[Start of Attachment]
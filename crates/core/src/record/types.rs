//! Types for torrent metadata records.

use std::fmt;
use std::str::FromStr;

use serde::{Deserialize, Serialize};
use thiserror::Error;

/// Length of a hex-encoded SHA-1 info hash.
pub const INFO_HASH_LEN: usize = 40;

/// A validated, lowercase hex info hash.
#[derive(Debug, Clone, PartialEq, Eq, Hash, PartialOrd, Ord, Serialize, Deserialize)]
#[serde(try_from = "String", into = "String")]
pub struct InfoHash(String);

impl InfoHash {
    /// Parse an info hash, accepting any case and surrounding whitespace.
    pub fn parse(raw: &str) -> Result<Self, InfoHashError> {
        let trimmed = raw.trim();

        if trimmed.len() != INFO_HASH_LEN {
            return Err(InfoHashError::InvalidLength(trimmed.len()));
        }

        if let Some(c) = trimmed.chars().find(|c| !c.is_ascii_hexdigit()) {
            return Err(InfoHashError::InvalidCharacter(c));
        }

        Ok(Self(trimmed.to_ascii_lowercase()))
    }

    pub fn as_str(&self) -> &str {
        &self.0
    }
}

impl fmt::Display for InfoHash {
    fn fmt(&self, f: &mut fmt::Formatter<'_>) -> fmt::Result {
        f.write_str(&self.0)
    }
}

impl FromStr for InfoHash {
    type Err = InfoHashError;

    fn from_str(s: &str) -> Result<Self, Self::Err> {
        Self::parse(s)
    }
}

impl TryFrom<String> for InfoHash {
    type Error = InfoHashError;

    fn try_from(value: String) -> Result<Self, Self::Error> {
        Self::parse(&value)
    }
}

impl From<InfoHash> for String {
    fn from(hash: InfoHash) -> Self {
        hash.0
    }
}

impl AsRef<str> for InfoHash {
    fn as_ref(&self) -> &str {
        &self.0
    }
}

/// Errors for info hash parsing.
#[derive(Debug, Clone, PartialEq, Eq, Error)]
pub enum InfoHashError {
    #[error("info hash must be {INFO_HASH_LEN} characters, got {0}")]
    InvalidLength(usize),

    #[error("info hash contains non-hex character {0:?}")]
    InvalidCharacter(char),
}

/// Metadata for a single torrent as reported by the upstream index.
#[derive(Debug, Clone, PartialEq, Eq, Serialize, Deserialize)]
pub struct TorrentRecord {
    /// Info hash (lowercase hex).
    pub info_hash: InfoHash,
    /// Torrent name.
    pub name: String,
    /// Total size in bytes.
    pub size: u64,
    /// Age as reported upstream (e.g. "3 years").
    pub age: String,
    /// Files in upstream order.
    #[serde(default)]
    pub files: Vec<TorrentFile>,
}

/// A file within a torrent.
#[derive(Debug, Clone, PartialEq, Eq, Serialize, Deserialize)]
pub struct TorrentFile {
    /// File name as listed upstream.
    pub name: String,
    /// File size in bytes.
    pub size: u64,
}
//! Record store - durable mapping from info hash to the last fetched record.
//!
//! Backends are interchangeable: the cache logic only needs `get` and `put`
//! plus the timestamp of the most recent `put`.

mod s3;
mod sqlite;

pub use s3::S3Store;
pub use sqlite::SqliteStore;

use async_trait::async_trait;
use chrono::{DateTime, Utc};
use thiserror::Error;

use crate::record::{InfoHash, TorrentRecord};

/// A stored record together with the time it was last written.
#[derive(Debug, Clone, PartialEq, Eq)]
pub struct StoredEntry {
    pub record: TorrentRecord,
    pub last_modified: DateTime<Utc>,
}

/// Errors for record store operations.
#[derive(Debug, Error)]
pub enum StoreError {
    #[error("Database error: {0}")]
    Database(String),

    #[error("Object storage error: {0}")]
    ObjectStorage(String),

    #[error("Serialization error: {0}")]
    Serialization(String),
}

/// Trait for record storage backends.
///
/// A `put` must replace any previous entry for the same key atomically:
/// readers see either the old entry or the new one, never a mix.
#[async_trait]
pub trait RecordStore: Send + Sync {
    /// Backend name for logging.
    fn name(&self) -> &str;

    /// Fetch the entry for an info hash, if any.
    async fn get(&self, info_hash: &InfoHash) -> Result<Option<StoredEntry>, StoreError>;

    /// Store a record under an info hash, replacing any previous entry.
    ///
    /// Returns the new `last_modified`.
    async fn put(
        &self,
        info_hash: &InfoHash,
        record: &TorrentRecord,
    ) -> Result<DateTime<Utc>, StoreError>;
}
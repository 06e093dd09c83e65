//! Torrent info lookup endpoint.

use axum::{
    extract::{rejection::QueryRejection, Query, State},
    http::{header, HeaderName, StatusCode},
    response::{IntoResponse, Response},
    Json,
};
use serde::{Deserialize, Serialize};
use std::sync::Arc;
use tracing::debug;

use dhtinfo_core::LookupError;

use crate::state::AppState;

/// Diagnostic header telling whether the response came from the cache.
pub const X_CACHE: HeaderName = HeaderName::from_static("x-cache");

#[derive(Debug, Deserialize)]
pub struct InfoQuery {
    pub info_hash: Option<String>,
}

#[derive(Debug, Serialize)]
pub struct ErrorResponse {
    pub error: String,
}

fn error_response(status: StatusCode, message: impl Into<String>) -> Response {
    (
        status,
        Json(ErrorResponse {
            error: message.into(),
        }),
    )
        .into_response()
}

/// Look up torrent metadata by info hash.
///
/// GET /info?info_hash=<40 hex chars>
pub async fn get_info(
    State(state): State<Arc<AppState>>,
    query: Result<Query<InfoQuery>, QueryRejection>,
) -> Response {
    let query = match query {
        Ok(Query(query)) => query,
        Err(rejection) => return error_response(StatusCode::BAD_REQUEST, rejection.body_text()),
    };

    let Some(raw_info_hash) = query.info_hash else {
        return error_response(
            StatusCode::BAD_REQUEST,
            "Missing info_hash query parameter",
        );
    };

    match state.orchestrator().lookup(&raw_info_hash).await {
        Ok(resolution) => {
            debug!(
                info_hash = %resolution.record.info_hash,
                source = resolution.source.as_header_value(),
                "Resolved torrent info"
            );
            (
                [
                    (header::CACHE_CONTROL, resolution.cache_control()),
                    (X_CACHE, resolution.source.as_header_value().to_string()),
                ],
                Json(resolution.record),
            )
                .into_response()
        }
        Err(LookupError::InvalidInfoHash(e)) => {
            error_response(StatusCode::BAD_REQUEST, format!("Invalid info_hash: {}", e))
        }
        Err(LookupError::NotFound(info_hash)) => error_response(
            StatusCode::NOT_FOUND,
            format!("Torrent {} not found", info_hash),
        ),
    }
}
[End of Attachment]
* [What you need to do]: Please transcribe only the lines in the records above running from the line that has "hash, if any." through the line that has "GET /info?info_hash=<40 hex chars>", both included, exactly as they appear.

* [Answer below]:
    /// Fetch the entry for an info hash, if any.
    async fn get(&self, info_hash: &InfoHash) -> Result<Option<StoredEntry>, StoreError>;

    /// Store a record under an info hash, replacing any previous entry.
    ///
    /// Returns the new `last_modified`.
    async fn put(
        &self,
        info_hash: &InfoHash,
        record: &TorrentRecord,
    ) -> Result<DateTime<Utc>, StoreError>;
}
repository 06e093dd09c83e65
//! Torrent info lookup endpoint.

use axum::{
    extract::{rejection::QueryRejection, Query, State},
    http::{header, HeaderName, StatusCode},
    response::{IntoResponse, Response},
    Json,
};
use serde::{Deserialize, Serialize};
use std::sync::Arc;
use tracing::debug;

use dhtinfo_core::LookupError;

use crate::state::AppState;

/// Diagnostic header telling whether the response came from the cache.
pub const X_CACHE: HeaderName = HeaderName::from_static("x-cache");

#[derive(Debug, Deserialize)]
pub struct InfoQuery {
    pub info_hash: Option<String>,
}

#[derive(Debug, Serialize)]
pub struct ErrorResponse {
    pub error: String,
}

fn error_response(status: StatusCode, message: impl Into<String>) -> Response {
    (
        status,
        Json(ErrorResponse {
            error: message.into(),
        }),
    )
        .into_response()
}

/// Look up torrent metadata by info hash.
///
/// GET /info?info_hash=<40 hex chars>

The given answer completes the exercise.